Canny convinced the jail to provide free tampons to Kolba and decided to do some digging. After looking through public records in almost every California county, she found that “most jails in the state offered free pads but charged for tampons, often at prices far above market rate.” Canny also found that the prison commissaries would only allow purchases once a week. In the past few years changes have been made on the federal prison and state prison levels to guarantee free pads and tampons, but there are still restrictions (and some prisons don’t offer tampons at all) at the local prison levels in most states. Canny wrote letters to the county prisons in California, but there were many who refused to make a change, so she filed a class-action lawsuit in Sacramento in December 2018. In the lawsuit Canny argues that denying free tampons violates due process clauses and also causes “embarrassment, stress, shame, and degradation.”

In 2015, Chandra Bozelko wrote an article for the Guardian about her time in Connecticut’s York Correctional Institution. Inmates at York were allotted 10 pads per month, which only allowed for one pad change per day during a 5-day cycle. The pads they were given had poor adhesive, did not have wings, and the number allotted did not allow for frequent changes, so Bozelko remembers seeing lots of pads falling out of pants. Tampons at York Correctional Institution were expensive and were stocked in short supply. In her article, Bozelko proposes Thinkx period underwear as an initially expensive, but ultimately cost effective alternative for inmates that prisons will most likely not consider.

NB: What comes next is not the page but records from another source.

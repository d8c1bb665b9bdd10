//! # Database Connection Pool Module
//!
//! SQLite pool configuration for the metadata store.
//!
//! - **WAL mode** for concurrent readers alongside the single writer
//! - **Foreign keys** enforced, so dropping an item cascades to its
//!   chapters, files, and progress
//! - **Embedded migrations**, additive-only, applied on pool creation
//! - **Health check** before the pool is handed out

use crate::error::{LibraryError, Result};
use sqlx::sqlite::{SqliteConnectOptions, SqliteJournalMode, SqlitePoolOptions, SqliteSynchronous};
use sqlx::{Pool, Sqlite};
use std::path::PathBuf;
use std::str::FromStr;
use std::time::Duration;
use tracing::{debug, info, warn};

/// Database configuration for the SQLite connection pool
#[derive(Debug, Clone)]
pub struct DatabaseConfig {
    /// Database URL, `sqlite:<path>` or `sqlite::memory:`
    pub database_url: String,

    /// Minimum number of pooled connections
    pub min_connections: u32,

    /// Maximum number of pooled connections
    pub max_connections: u32,

    /// Maximum time to wait for a connection from the pool
    pub acquire_timeout: Duration,
}

impl DatabaseConfig {
    /// Configuration for an on-disk database at the given path.
    pub fn new(database_path: impl Into<PathBuf>) -> Self {
        let path = database_path.into();
        let database_url = format!("sqlite:{}", path.display());

        Self {
            database_url,
            min_connections: 1,
            max_connections: 5,
            acquire_timeout: Duration::from_secs(30),
        }
    }

    /// Configuration for an in-memory database (useful for testing).
    pub fn in_memory() -> Self {
        Self {
            database_url: "sqlite::memory:".to_string(),
            min_connections: 1,
            max_connections: 1,
            acquire_timeout: Duration::from_secs(30),
        }
    }

    /// Set the minimum number of connections
    pub fn min_connections(mut self, min: u32) -> Self {
        self.min_connections = min;
        self
    }

    /// Set the maximum number of connections
    pub fn max_connections(mut self, max: u32) -> Self {
        self.max_connections = max;
        self
    }

    /// Set the connection acquire timeout
    pub fn acquire_timeout(mut self, timeout: Duration) -> Self {
        self.acquire_timeout = timeout;
        self
    }
}

impl Default for DatabaseConfig {
    fn default() -> Self {
        Self::in_memory()
    }
}

/// Create a configured SQLite connection pool with migrations applied.
pub async fn create_pool(config: DatabaseConfig) -> Result<Pool<Sqlite>> {
    info!(
        database_url = %config.database_url,
        max_connections = config.max_connections,
        "creating metadata store pool"
    );

    let connect_options = SqliteConnectOptions::from_str(&config.database_url)
        .map_err(LibraryError::Database)?
        .journal_mode(SqliteJournalMode::Wal)
        .synchronous(SqliteSynchronous::Normal)
        .foreign_keys(true)
        .create_if_missing(true)
        .busy_timeout(Duration::from_secs(5));

    debug!("sqlite connection options configured");

    let pool = SqlitePoolOptions::new()
        .min_connections(config.min_connections)
        .max_connections(config.max_connections)
        .acquire_timeout(config.acquire_timeout)
        .connect_with(connect_options)
        .await
        .map_err(|e| {
            warn!(error = %e, "failed to create connection pool");
            LibraryError::Database(e)
        })?;

    run_migrations(&pool).await?;
    health_check(&pool).await?;

    Ok(pool)
}

/// In-memory pool with migrations applied, for tests.
pub async fn create_test_pool() -> Result<Pool<Sqlite>> {
    create_pool(DatabaseConfig::in_memory()).await
}

async fn run_migrations(pool: &Pool<Sqlite>) -> Result<()> {
    sqlx::migrate!("./migrations")
        .run(pool)
        .await
        .map_err(|e| {
            warn!(error = %e, "migration failed");
            LibraryError::Migration(e.to_string())
        })?;

    debug!("database migrations applied");
    Ok(())
}

async fn health_check(pool: &Pool<Sqlite>) -> Result<()> {
    sqlx::query("SELECT 1")
        .fetch_one(pool)
        .await
        .map_err(|e| {
            warn!(error = %e, "database health check failed");
            LibraryError::Database(e)
        })?;

    Ok(())
}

In 2018, the Associated Press reported a story about an inmate in Maryland who got toxic shock syndrome after using toilet paper as a makeshift tampon. The woman ended up needing an emergency hysterectomy after her release from prison. Mother Jones also reported on a 2016 story about Carol Martin who was serving time at the San Luis Obispo County Jail. Martin had soaked through all of the pads provided to her and her mental state deteriorated after she was denied her medications. Martin ended up in an isolation unit with no clothes or tampons, sitting in a pool of her menstrual blood. Martin told Mother Jones, “It was horrible. It makes you feel like an animal.”

Clearly, the work that Canny is doing on the local prison level in California is important and improvements need to be made in local, state, and federal prisons nationwide for the physical and mental health of female prisoners. Periods are messy and unpredictable as it is—prisons should not be allowed to use periods as a punishment method.